Angiotensin-converting enzyme 2
As an example of the pace at which evidence on the pancreatic impact of this virus has been evolving, Dr. Kleger referred to early studies that found no angiotensin-converting enzyme 2 receptor on cells of the endocrine and exocrine pancreas. “To our surprise, in our work, we did observe the obvious presence of angiotensin-converting enzyme 2 specifically expressed in human pancreatic beta cells, something confirmed by other investigations. Another surprising aspect was verifying that the viral infection lasts longer in the pancreas than in the lungs,” said the expert.
These findings caused the researchers to realize that SARS-CoV-2 may be directly or indirectly associated with diabetes. “It is currently the subject of debate whether it may be a direct effect, infecting or directly reaching the pancreatic beta cells, or whether this involvement is a result of the effect of the infection at systemic level, in the context of the cytokine storm and the proinflammatory environment derived from it. Our current challenge is to confirm whether this virus can really replicate in pancreatic beta cells and to assess the possible existence of reinfections, among other aspects,” said Dr. Kleger.
Along with these “developing areas of knowledge,” there are several certainties regarding the link between diabetes and COVID-19. Dr.

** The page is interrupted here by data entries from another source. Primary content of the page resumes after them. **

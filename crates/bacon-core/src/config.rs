//! Configuration management for the service binaries.
//!
//! Configuration is loaded from (in priority order):
//! 1. Environment variables (`BACON__` prefix, `__` separator)
//! 2. Config file (`bacon.toml` by default)
//! 3. Defaults

use serde::de::DeserializeOwned;
use serde::Deserialize;

use crate::error::Result;

/// Default config file prefix, resolved by the `config` crate to `bacon.toml`,
/// `bacon.yaml`, etc.
pub const DEFAULT_CONFIG_PREFIX: &str = "bacon";

/// Graph loading and persistence settings (`[graph]` section).
#[derive(Debug, Clone, Deserialize, PartialEq, Eq)]
pub struct GraphConfig {
    /// JSON Lines file of casts, one JSON array of actor names per line.
    #[serde(default = "default_actors_file")]
    pub actors_file: String,

    /// Append movies added at runtime to `actors_file` so they survive restarts.
    #[serde(default = "default_true")]
    pub persist_new_movies: bool,
}

/// HTTP server settings (`[server]` section).
#[derive(Debug, Clone, Deserialize, PartialEq, Eq)]
pub struct ServerConfig {
    /// Socket address to listen on.
    #[serde(default = "default_bind")]
    pub bind: String,

    /// Root actor used by the bacon-number endpoint.
    #[serde(default = "default_bacon_actor")]
    pub bacon_actor: String,
}

fn default_actors_file() -> String {
    "./preprocessed/actors.jsonl".to_string()
}

fn default_true() -> bool {
    true
}

fn default_bind() -> String {
    "127.0.0.1:5000".to_string()
}

fn default_bacon_actor() -> String {
    "Kevin Bacon".to_string()
}

impl Default for GraphConfig {
    fn default() -> Self {
        Self {
            actors_file: default_actors_file(),
            persist_new_movies: default_true(),
        }
    }
}

impl Default for ServerConfig {
    fn default() -> Self {
        Self {
            bind: default_bind(),
            bacon_actor: default_bacon_actor(),
        }
    }
}

/// Load one config section, falling back to its defaults when the section is absent.
///
/// A config file that exists but cannot be parsed is an error; a missing file is not.
pub fn load_section<T>(file_prefix: &str, section: &str) -> Result<T>
where
    T: DeserializeOwned + Default,
{
    let cfg = config::Config::builder()
        .add_source(config::File::with_name(file_prefix).required(false))
        .add_source(
            config::Environment::with_prefix("BACON")
                .prefix_separator("__")
                .separator("__")
                .try_parsing(true),
        )
        .build()?;

    match cfg.get::<T>(section) {
        Ok(section) => Ok(section),
        Err(config::ConfigError::NotFound(_)) => {
            tracing::debug!(section, "Config section not found, using defaults");
            Ok(T::default())
        }
        Err(e) => Err(e.into()),
    }
}
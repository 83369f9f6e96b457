//! Cast log: trait + JSON Lines implementation.
//!
//! Movies added at runtime are appended to the actors file in the same
//! one-array-per-line format the graph is built from, so a restart replays
//! them.

use std::fs::{self, File, OpenOptions};
use std::io::{self, Read, Seek, SeekFrom, Write};
use std::path::{Path, PathBuf};

use bacon_core::CastGroup;

use crate::store::Result;

/// Trait for durable cast persistence backends.
pub trait CastLog: Send + Sync {
    /// Append a batch of cast groups. Called after the batch was applied.
    fn append(&self, groups: &[CastGroup]) -> Result<()>;
}

/// Appends casts to a JSON Lines actors file.
#[derive(Debug, Clone)]
pub struct JsonlCastLog {
    path: PathBuf,
}

impl JsonlCastLog {
    pub fn new(path: impl Into<PathBuf>) -> Self {
        Self { path: path.into() }
    }

    pub fn path(&self) -> &Path {
        &self.path
    }
}

impl CastLog for JsonlCastLog {
    fn append(&self, groups: &[CastGroup]) -> Result<()> {
        if let Some(parent) = self.path.parent().filter(|p| !p.as_os_str().is_empty()) {
            fs::create_dir_all(parent)?;
        }

        // Serialize everything first so a bad group can't leave a partial batch.
        let mut buf = Vec::new();
        if !ends_with_newline(&self.path)? {
            buf.push(b'\n');
        }
        for group in groups {
            serde_json::to_writer(&mut buf, group)?;
            buf.push(b'\n');
        }

        let mut file = OpenOptions::new()
            .create(true)
            .append(true)
            .open(&self.path)?;
        file.write_all(&buf)?;
        file.flush()?;

        tracing::debug!(
            path = %self.path.display(),
            groups = groups.len(),
            "Casts appended to log"
        );

        Ok(())
    }
}

/// Whether the file is missing, empty, or already newline-terminated.
fn ends_with_newline(path: &Path) -> Result<bool> {
    let mut file = match File::open(path) {
        Ok(file) => file,
        Err(e) if e.kind() == io::ErrorKind::NotFound => return Ok(true),
        Err(e) => return Err(e.into()),
    };
    if file.metadata()?.len() == 0 {
        return Ok(true);
    }
    file.seek(SeekFrom::End(-1))?;
    let mut last = [0u8; 1];
    file.read_exact(&mut last)?;
    Ok(last[0] == b'\n')
}

#[cfg(test)]
mod tests {
    use super::*;
    use crate::actors::read_cast_groups;

    #[test]
    fn append_then_replay() {
        let dir = tempfile::tempdir().unwrap();
        let path = dir.path().join("nested").join("actors.jsonl");
        let log = JsonlCastLog::new(&path);

        log.append(&[CastGroup::new(["A", "B"])]).unwrap();
        log.append(&[CastGroup::new(["C"]), CastGroup::new(["B", "D"])])
            .unwrap();

        let groups = read_cast_groups(&path).unwrap();
        assert_eq!(
            groups,
            vec![
                CastGroup::new(["A", "B"]),
                CastGroup::new(["C"]),
                CastGroup::new(["B", "D"]),
            ]
        );
    }

    #[test]
    fn append_terminates_unterminated_last_line() {
        let dir = tempfile::tempdir().unwrap();
        let path = dir.path().join("actors.jsonl");
        fs::write(&path, "[\"A\",\"B\"]").unwrap();

        JsonlCastLog::new(&path)
            .append(&[CastGroup::new(["B", "C"])])
            .unwrap();

        assert_eq!(read_cast_groups(&path).unwrap().len(), 2);
    }

    #[test]
    fn append_preserves_existing_lines() {
        let dir = tempfile::tempdir().unwrap();
        let path = dir.path().join("actors.jsonl");
        fs::write(&path, "[\"Kevin Bacon\",\"Sean Astin\"]\n").unwrap();

        JsonlCastLog::new(&path)
            .append(&[CastGroup::new(["Orlando Bloom"])])
            .unwrap();

        let contents = fs::read_to_string(&path).unwrap();
        assert_eq!(
            contents,
            "[\"Kevin Bacon\",\"Sean Astin\"]\n[\"Orlando Bloom\"]\n"
        );
    }
}
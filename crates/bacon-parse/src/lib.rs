//! bacon-parse: Ingestion of the movies dataset.
//!
//! The dataset's `credits.csv` stores each movie's cast as a Python literal.
//! [`literal`] reads those literals into JSON values without evaluating
//! anything, and [`credits`] turns the CSV into the actors file the graph is
//! built from.

pub mod credits;
pub mod error;
pub mod literal;

pub use credits::{convert, convert_file, parse_cast, CastMember, ParseStats};
pub use error::{LiteralError, ParseError};
pub use literal::parse_literal;
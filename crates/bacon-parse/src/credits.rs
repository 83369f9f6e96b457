//! credits.csv → actors file conversion.
//!
//! Each CSV row after the header holds one movie's cast in its first column.
//! Every row becomes one line of the actors file: a JSON array of the cast's
//! names, in credit order. Rows with an empty cast still produce a line (`[]`)
//! so line numbers follow the CSV.

use std::fs::{self, File};
use std::io::{BufWriter, Read, Write};
use std::path::Path;
use std::time::Instant;

use serde::{Deserialize, Serialize};

use bacon_core::CastGroup;

use crate::error::{ParseError, Result};
use crate::literal::parse_literal;

/// Rows between progress log lines.
const PROGRESS_INTERVAL: usize = 100;

/// One credited cast member. The dataset carries more fields; only the name is kept.
#[derive(Debug, Clone, PartialEq, Eq, Deserialize)]
pub struct CastMember {
    pub name: String,
}

/// Summary of a conversion run.
#[derive(Debug, Clone, Copy, PartialEq, Eq, Serialize)]
pub struct ParseStats {
    /// Data rows converted, header excluded.
    pub rows: usize,
    /// Total names written.
    pub credits: usize,
    pub duration_ms: u64,
}

/// Parse one cast cell into a cast group. `row` is the 1-based CSV row, for errors.
pub fn parse_cast(cell: &str, row: usize) -> Result<CastGroup> {
    let value = parse_literal(cell).map_err(|source| ParseError::InvalidLiteral { row, source })?;
    let members: Vec<CastMember> =
        serde_json::from_value(value).map_err(|source| ParseError::InvalidCast { row, source })?;
    Ok(CastGroup::new(members.into_iter().map(|m| m.name)))
}

/// Convert credits CSV from `input` into actors lines on `output`.
pub fn convert<R: Read, W: Write>(input: R, output: W) -> Result<ParseStats> {
    let start = Instant::now();
    let mut reader = csv::ReaderBuilder::new()
        .has_headers(true)
        .flexible(true)
        .from_reader(input);
    let mut out = BufWriter::new(output);

    let mut rows = 0;
    let mut credits = 0;
    for (i, record) in reader.records().enumerate() {
        let record = record?;
        // Row 1 is the header.
        let row = i + 2;
        let cell = record.get(0).ok_or(ParseError::MissingColumn { row })?;
        let cast = parse_cast(cell, row)?;

        serde_json::to_writer(&mut out, &cast)?;
        out.write_all(b"\n")?;

        rows += 1;
        credits += cast.len();
        if row % PROGRESS_INTERVAL == 0 {
            tracing::info!(rows = row, "Rows parsed");
        }
    }
    out.flush()?;

    Ok(ParseStats {
        rows,
        credits,
        duration_ms: start.elapsed().as_millis() as u64,
    })
}

/// Convert `csv_path` into the actors file at `out_path`, creating its directory.
pub fn convert_file(csv_path: &Path, out_path: &Path) -> Result<ParseStats> {
    tracing::info!(
        input = %csv_path.display(),
        output = %out_path.display(),
        "Parsing credits"
    );

    if let Some(parent) = out_path.parent().filter(|p| !p.as_os_str().is_empty()) {
        fs::create_dir_all(parent)?;
    }
    let input = File::open(csv_path)?;
    let output = File::create(out_path)?;
    let stats = convert(input, output)?;

    tracing::info!(
        rows = stats.rows,
        credits = stats.credits,
        duration_ms = stats.duration_ms,
        output = %out_path.display(),
        "Finished parsing credits"
    );
    Ok(stats)
}
use thiserror::Error;

/// Top-level error type shared by the service binaries.
#[derive(Error, Debug)]
pub enum BaconError {
    #[error("Configuration error: {0}")]
    Config(#[from] config::ConfigError),
}

pub type Result<T> = std::result::Result<T, BaconError>;
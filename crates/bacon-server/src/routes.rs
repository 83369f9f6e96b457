//! HTTP handlers.
//!
//! Results are `[root, target, code]` triples. `code` is the degree, `-1`
//! when the root is missing, `-2` for the target, `-3` for both and `null`
//! when the actors are not connected. Missing actors are valid input, so
//! those answers are 200s.

use std::collections::HashMap;
use std::sync::atomic::{AtomicU64, Ordering};
use std::sync::Arc;

use axum::body::Bytes;
use axum::extract::{Query, State};
use axum::http::StatusCode;
use axum::routing::{get, post};
use axum::{Json, Router};
use serde::{Deserialize, Serialize};
use serde_json::{json, Value};
use tower_http::trace::TraceLayer;

use bacon_core::{MovieBatch, QueryResult};
use bacon_pathfind::DegreeService;

use crate::error::{ApiError, ApiResult};

/// `(root, target, code)`, serialized as a JSON array.
pub type Triple = (String, String, Option<i64>);

/// Shared state for all handlers.
#[derive(Clone)]
pub struct AppState {
    pub service: Arc<DegreeService>,
    /// Root actor for the bacon-number endpoint.
    pub bacon_actor: Arc<str>,
    request_ids: Arc<AtomicU64>,
}

impl AppState {
    pub fn new(service: Arc<DegreeService>, bacon_actor: impl Into<Arc<str>>) -> Self {
        Self {
            service,
            bacon_actor: bacon_actor.into(),
            request_ids: Arc::new(AtomicU64::new(0)),
        }
    }

    /// Monotonically increasing id for correlating a request's log lines.
    pub fn next_request_id(&self) -> u64 {
        self.request_ids.fetch_add(1, Ordering::Relaxed) + 1
    }

    /// Run a query off the async runtime; searches are CPU-bound.
    async fn query(&self, root: &str, target: &str) -> ApiResult<QueryResult> {
        let service = self.service.clone();
        let (root, target) = (root.to_string(), target.to_string());
        Ok(tokio::task::spawn_blocking(move || service.query(&root, &target)).await?)
    }
}

/// Successful response body.
#[derive(Debug, Serialize, Deserialize)]
#[serde(rename_all = "PascalCase")]
pub struct DegreeResponse {
    pub results: Vec<Triple>,
    pub description: String,
}

impl DegreeResponse {
    fn new(results: Vec<Triple>, description: impl Into<String>) -> Json<Self> {
        Json(Self {
            results,
            description: description.into(),
        })
    }
}

pub fn router(state: AppState) -> Router {
    Router::new()
        .route("/api", get(docs))
        .route("/api/bacon-number", get(bacon_number))
        .route("/api/actor-number", get(actor_number))
        .route("/api/multiple-degrees", get(multiple_degrees))
        .route("/api/movie", post(add_movies))
        .layer(TraceLayer::new_for_http())
        .with_state(state)
}

fn triple(root: &str, target: &str, result: QueryResult) -> Triple {
    (root.to_string(), target.to_string(), result.legacy_code())
}

fn param<'a>(params: &'a HashMap<String, String>, name: &'static str) -> ApiResult<&'a str> {
    params
        .get(name)
        .map(String::as_str)
        .ok_or(ApiError::MissingParameter(name))
}

/// Log a failed request and pass the error through.
fn rejected(req_id: u64, err: ApiError) -> ApiError {
    tracing::warn!(req_id, code = err.code(), details = %err, "Request rejected");
    err
}

async fn docs() -> Json<Value> {
    Json(json!({
        "bacon-number": {
            "Description": "Returns the bacon number of the given actor",
            "Parameters": {"actor": "Actor to find the bacon number for"}
        },
        "actor-number": {
            "Description": "Returns the degrees of separation between any two actors",
            "Parameters": {
                "root": "Root actor to search from",
                "target": "Target actor to search for"
            }
        },
        "movie": {
            "Description": "Add a new movie to the dataset",
            "Parameters": {},
            "Data": {
                "movie1": ["actor1", "actor2", "actorN"],
                "movie2": ["actor1", "actor2", "actorN"],
                "movieN": ["actor1", "actor2", "actorN"]
            }
        },
        "multiple-degrees": {
            "Description": "Query the degrees for multiple actor pairs in one request",
            "Parameters": {},
            "Data": [["actor1", "actor2"], ["actor3", "actor4"], ["actor1", "actor4"]]
        }
    }))
}

async fn bacon_number(
    State(state): State<AppState>,
    Query(params): Query<HashMap<String, String>>,
) -> ApiResult<Json<DegreeResponse>> {
    let req_id = state.next_request_id();
    tracing::info!(req_id, "Processing bacon-number request");

    let target = param(&params, "actor").map_err(|e| rejected(req_id, e))?;
    let root = state.bacon_actor.as_ref();
    let result = state.query(root, target).await?;
    tracing::info!(req_id, target, result = %result, "Bacon number found");

    let description = match result {
        QueryResult::TargetMissing | QueryResult::BothMissing => {
            format!("\"{target}\" is not in the dataset")
        }
        _ => "Success".to_string(),
    };
    Ok(DegreeResponse::new(vec![triple(root, target, result)], description))
}

async fn actor_number(
    State(state): State<AppState>,
    Query(params): Query<HashMap<String, String>>,
) -> ApiResult<Json<DegreeResponse>> {
    let req_id = state.next_request_id();
    tracing::info!(req_id, "Processing actor-number request");

    let root = param(&params, "root").map_err(|e| rejected(req_id, e))?;
    let target = param(&params, "target").map_err(|e| rejected(req_id, e))?;
    let result = state.query(root, target).await?;
    tracing::info!(req_id, root, target, result = %result, "Degree found");

    let description = match result {
        QueryResult::RootMissing => format!("\"{root}\" is not in the dataset"),
        QueryResult::TargetMissing => format!("\"{target}\" is not in the dataset"),
        QueryResult::BothMissing => {
            format!("Neither \"{root}\" nor \"{target}\" is in the dataset")
        }
        _ => "Success".to_string(),
    };
    Ok(DegreeResponse::new(vec![triple(root, target, result)], description))
}

/// A `[root, target]` pair, or `None` for anything else.
fn as_pair(value: &Value) -> Option<(&str, &str)> {
    match value.as_array()?.as_slice() {
        [root, target] => Some((root.as_str()?, target.as_str()?)),
        _ => None,
    }
}

async fn multiple_degrees(
    State(state): State<AppState>,
    body: Bytes,
) -> ApiResult<Json<DegreeResponse>> {
    let req_id = state.next_request_id();
    tracing::info!(req_id, "Processing multiple-degrees request");

    let value: Value = serde_json::from_slice(&body).map_err(|e| rejected(req_id, e.into()))?;
    let Some(pairs) = value.as_array() else {
        return Err(rejected(req_id, ApiError::MultiFailed { successes: Vec::new() }));
    };
    if pairs.is_empty() {
        tracing::info!(req_id, "No pairs provided");
        return Ok(DegreeResponse::new(Vec::new(), "No pairs provided"));
    }

    let mut successes = Vec::with_capacity(pairs.len());
    for pair in pairs {
        let Some((root, target)) = as_pair(pair) else {
            return Err(rejected(req_id, ApiError::MultiFailed { successes }));
        };
        let result = state.query(root, target).await?;
        tracing::debug!(req_id, root, target, result = %result, "Degree found");
        successes.push(triple(root, target, result));
    }

    tracing::info!(req_id, pairs = successes.len(), "Found degrees for all pairs");
    let description = format!("Degrees for {} pairs found successfully", successes.len());
    Ok(DegreeResponse::new(successes, description))
}

async fn add_movies(
    State(state): State<AppState>,
    body: Bytes,
) -> ApiResult<(StatusCode, Json<DegreeResponse>)> {
    let req_id = state.next_request_id();
    tracing::info!(req_id, "Processing movie request");

    let value: Value = serde_json::from_slice(&body).map_err(|e| rejected(req_id, e.into()))?;
    let batch: MovieBatch = serde_json::from_value(value)
        .map_err(|e| rejected(req_id, ApiError::MalformedBatch(e.to_string())))?;
    let movies = batch.len();

    let service = state.service.clone();
    let summary = tokio::task::spawn_blocking(move || service.add_movie_batch(batch))
        .await?
        .map_err(|e| rejected(req_id, e.into()))?;
    tracing::info!(
        req_id,
        movies,
        new_actors = summary.new_actors,
        persisted = summary.persisted,
        "Added new movies"
    );

    Ok((
        StatusCode::CREATED,
        DegreeResponse::new(Vec::new(), "All movies added successfully"),
    ))
}
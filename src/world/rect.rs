//! Integer rectangle used for collision boxes, platforms and the camera
//!
//! Far edges are exclusive: a rect at x=0 with w=50 covers columns 0..50,
//! so `right()` is 50 and a neighbour starting at x=50 does not overlap it.
//! Edge arithmetic saturates at the `i32` bounds.

/// Axis-aligned rectangle in world pixels
#[derive(Debug, Clone, Copy, Default, PartialEq, Eq)]
pub struct Rect {
    pub x: i32,
    pub y: i32,
    pub w: i32,
    pub h: i32,
}

impl Rect {
    pub const fn new(x: i32, y: i32, w: i32, h: i32) -> Self {
        Self { x, y, w, h }
    }

    pub fn left(&self) -> i32 {
        self.x
    }

    /// Right edge (exclusive)
    pub fn right(&self) -> i32 {
        self.x.saturating_add(self.w)
    }

    pub fn top(&self) -> i32 {
        self.y
    }

    /// Bottom edge (exclusive)
    pub fn bottom(&self) -> i32 {
        self.y.saturating_add(self.h)
    }

    /// Move so the left edge sits at `x`
    pub fn set_left(&mut self, x: i32) {
        self.x = x;
    }

    /// Move so the right edge sits at `x`
    pub fn set_right(&mut self, x: i32) {
        self.x = x.saturating_sub(self.w);
    }

    /// Move so the top edge sits at `y`
    pub fn set_top(&mut self, y: i32) {
        self.y = y;
    }

    /// Move so the bottom edge sits at `y`
    pub fn set_bottom(&mut self, y: i32) {
        self.y = y.saturating_sub(self.h);
    }

    /// Standard AABB overlap test. Touching edges do not overlap.
    pub fn overlaps(&self, other: &Rect) -> bool {
        self.x < other.right()
            && self.right() > other.x
            && self.y < other.bottom()
            && self.bottom() > other.y
    }

    /// True if the horizontal spans share at least one column
    pub fn overlaps_x(&self, other: &Rect) -> bool {
        self.x < other.right() && self.right() > other.x
    }

    /// Copy translated by (dx, dy)
    pub fn translated(&self, dx: i32, dy: i32) -> Self {
        Self::new(self.x.saturating_add(dx), self.y.saturating_add(dy), self.w, self.h)
    }
}
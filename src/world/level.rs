//! Level loading
//!
//! Levels are plain text: one row per line, `-` is a solid tile and any
//! other character is empty space. Rows shorter than the longest row are
//! right-padded with the filler character, never rejected.

use std::fs;
use std::path::Path;
use super::Rect;

/// Character marking a solid platform tile
pub const PLATFORM_TILE: char = '-';
/// Character used to pad short rows
pub const FILLER_TILE: char = '.';

/// Limits to keep a hostile level file from exhausting memory
pub mod limits {
    /// Maximum number of rows in a level
    pub const MAX_ROWS: usize = 1024;
    /// Maximum number of columns in a level
    pub const MAX_COLS: usize = 4096;
    /// Largest tile edge for which a maximum-size level fits in `i32` pixels
    pub const MAX_TILE_SIZE: i32 = 1 << 16;
}

/// Error type for level loading
#[derive(Debug)]
pub enum LevelError {
    IoError(std::io::Error),
    /// The file contained no rows
    Empty,
    /// The grid exceeds `limits`
    TooLarge { rows: usize, cols: usize },
}

impl From<std::io::Error> for LevelError {
    fn from(e: std::io::Error) -> Self {
        LevelError::IoError(e)
    }
}

impl std::fmt::Display for LevelError {
    fn fmt(&self, f: &mut std::fmt::Formatter<'_>) -> std::fmt::Result {
        match self {
            LevelError::IoError(e) => write!(f, "IO error: {}", e),
            LevelError::Empty => write!(f, "level has no rows"),
            LevelError::TooLarge { rows, cols } => write!(
                f,
                "level too large ({}x{}, max {}x{})",
                cols, rows, limits::MAX_COLS, limits::MAX_ROWS
            ),
        }
    }
}

impl std::error::Error for LevelError {}

/// Rectangular grid of tile characters, every row the same width
#[derive(Debug, Clone, PartialEq, Eq)]
pub struct TileGrid {
    rows: Vec<Vec<char>>,
}

impl TileGrid {
    /// Parse a grid from level text, padding short rows
    pub fn parse(text: &str) -> Result<Self, LevelError> {
        let lines: Vec<&str> = text.lines().map(str::trim).collect();
        if lines.is_empty() {
            return Err(LevelError::Empty);
        }

        let width = lines.iter().map(|l| l.chars().count()).max().unwrap_or(0);
        if lines.len() > limits::MAX_ROWS || width > limits::MAX_COLS {
            return Err(LevelError::TooLarge { rows: lines.len(), cols: width });
        }

        let rows = lines
            .iter()
            .map(|line| {
                let mut row: Vec<char> = line.chars().collect();
                row.resize(width, FILLER_TILE);
                row
            })
            .collect();

        Ok(Self { rows })
    }

    /// Number of columns (all rows share it)
    pub fn width(&self) -> usize {
        self.rows.first().map(Vec::len).unwrap_or(0)
    }

    /// Number of rows
    pub fn height(&self) -> usize {
        self.rows.len()
    }

    #[cfg(test)]
    pub fn get(&self, col: usize, row: usize) -> Option<char> {
        self.rows.get(row)?.get(col).copied()
    }

    #[cfg(test)]
    pub fn rows(&self) -> &[Vec<char>] {
        &self.rows
    }

    /// Grid coordinates of every platform tile, row-major
    pub fn platform_cells(&self) -> impl Iterator<Item = (usize, usize)> + '_ {
        self.rows.iter().enumerate().flat_map(|(row, cells)| {
            cells
                .iter()
                .enumerate()
                .filter(|(_, &c)| c == PLATFORM_TILE)
                .map(move |(col, _)| (col, row))
        })
    }
}

/// A loaded level: the grid plus the world-space data derived from it
#[derive(Debug, Clone)]
pub struct Level {
    pub grid: TileGrid,
    /// Edge length of one tile in pixels
    pub tile_size: i32,
    /// Static platforms, one per solid tile, in row-major grid order
    pub platforms: Vec<Rect>,
}

impl Level {
    pub fn new(grid: TileGrid, tile_size: i32) -> Self {
        let platforms = grid
            .platform_cells()
            .map(|(col, row)| {
                Rect::new(
                    (col as i32).saturating_mul(tile_size),
                    (row as i32).saturating_mul(tile_size),
                    tile_size,
                    tile_size,
                )
            })
            .collect();
        Self { grid, tile_size, platforms }
    }

    /// Total level width in pixels
    pub fn pixel_width(&self) -> i32 {
        (self.grid.width() as i32).saturating_mul(self.tile_size)
    }

    /// Total level height in pixels
    pub fn pixel_height(&self) -> i32 {
        (self.grid.height() as i32).saturating_mul(self.tile_size)
    }
}

/// Load a level from a text file
pub fn load_level<P: AsRef<Path>>(path: P, tile_size: i32) -> Result<Level, LevelError> {
    let path = path.as_ref();
    let contents = fs::read_to_string(path)?;
    let grid = TileGrid::parse(&contents)?;
    log::info!(
        "Loaded level {} ({}x{} tiles)",
        path.display(),
        grid.width(),
        grid.height()
    );
    Ok(Level::new(grid, tile_size))
}

/// Parse level data from bytes (for async loading)
pub fn parse_level_data(bytes: &[u8], tile_size: i32) -> Result<Level, LevelError> {
    let contents = String::from_utf8(bytes.to_vec()).map_err(|e| {
        LevelError::IoError(std::io::Error::new(
            std::io::ErrorKind::InvalidData,
            format!("invalid UTF-8: {}", e),
        ))
    })?;
    let grid = TileGrid::parse(&contents)?;
    Ok(Level::new(grid, tile_size))
}

#[cfg(test)]
mod tests {
    use super::*;
    use std::io::Write;

    #[test]
    fn test_parse_pads_short_rows() {
        let grid = TileGrid::parse("--\n-\n---\n").unwrap();
        assert_eq!(grid.width(), 3);
        assert_eq!(grid.height(), 3);
        assert_eq!(grid.get(1, 1), Some(FILLER_TILE));
        assert_eq!(grid.get(2, 0), Some(FILLER_TILE));
        assert_eq!(grid.get(2, 2), Some('-'));
        assert!(grid.rows().iter().all(|r| r.len() == 3));
    }

    #[test]
    fn test_parse_strips_whitespace_and_keeps_blank_rows() {
        let grid = TileGrid::parse("  -.-  \n\n-").unwrap();
        assert_eq!(grid.height(), 3);
        assert_eq!(grid.rows()[0], vec!['-', '.', '-']);
        assert_eq!(grid.rows()[1], vec!['.', '.', '.']);
    }

    #[test]
    fn test_parse_empty_is_error() {
        assert!(matches!(TileGrid::parse(""), Err(LevelError::Empty)));
    }

    #[test]
    fn test_other_characters_are_empty_space() {
        let level = Level::new(TileGrid::parse("x#-@").unwrap(), 50);
        assert_eq!(level.platforms, vec![Rect::new(100, 0, 50, 50)]);
    }

    #[test]
    fn test_platforms_and_extents() {
        let level = Level::new(TileGrid::parse("....\n-..-\n----").unwrap(), 50);
        assert_eq!(level.pixel_width(), 200);
        assert_eq!(level.pixel_height(), 150);
        assert_eq!(level.platforms.len(), 6);
        assert_eq!(level.platforms[0], Rect::new(0, 50, 50, 50));
        assert_eq!(level.platforms[1], Rect::new(150, 50, 50, 50));
        assert_eq!(level.platforms[5], Rect::new(150, 100, 50, 50));
    }

    #[test]
    fn test_huge_tiles_do_not_overflow() {
        let level = Level::new(TileGrid::parse(&"-".repeat(3000)).unwrap(), 1_000_000);
        assert_eq!(level.platforms.len(), 3000);
        assert_eq!(level.platforms[2999].x, i32::MAX);
        assert_eq!(level.pixel_width(), i32::MAX);
        assert_eq!(level.pixel_height(), 1_000_000);
    }

    #[test]
    fn test_max_level_fits_at_max_tile_size() {
        let cols = limits::MAX_COLS as i64 * limits::MAX_TILE_SIZE as i64;
        let rows = limits::MAX_ROWS as i64 * limits::MAX_TILE_SIZE as i64;
        assert!(cols <= i32::MAX as i64);
        assert!(rows <= i32::MAX as i64);
    }

    #[test]
    fn test_load_level_from_file() {
        let mut file = tempfile::NamedTempFile::new().unwrap();
        writeln!(file, "...").unwrap();
        writeln!(file, "--").unwrap();
        let level = load_level(file.path(), 50).unwrap();
        assert_eq!(level.grid.width(), 3);
        assert_eq!(level.platforms, vec![Rect::new(0, 50, 50, 50), Rect::new(50, 50, 50, 50)]);
    }

    #[test]
    fn test_load_missing_file() {
        let dir = tempfile::tempdir().unwrap();
        let result = load_level(dir.path().join("nope.map"), 50);
        assert!(matches!(result, Err(LevelError::IoError(_))));
    }

    #[test]
    fn test_parse_level_data_rejects_bad_utf8() {
        assert!(parse_level_data(&[0xff, 0xfe], 50).is_err());
        assert_eq!(parse_level_data(b"-", 50).unwrap().platforms.len(), 1);
    }
}
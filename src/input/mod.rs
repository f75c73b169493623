//! Keyboard input mapped to game actions

mod actions;
mod state;

pub use actions::*;
pub use state::*;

Kleger summarized the most relevant one. “Preexisting diabetes is known to be a highly prevalent comorbidity seen in 11%-22% of patients and increases the risk of severe disease and mortality.
“SARS-CoV-2 infection has also been shown to affect the exocrine pancreas, manifesting as pancreatitis in 5% of critically ill patients with COVID-19, as well as enlargement of the pancreas and abnormal levels of amylase or lipase in 7.5%-17% of patients.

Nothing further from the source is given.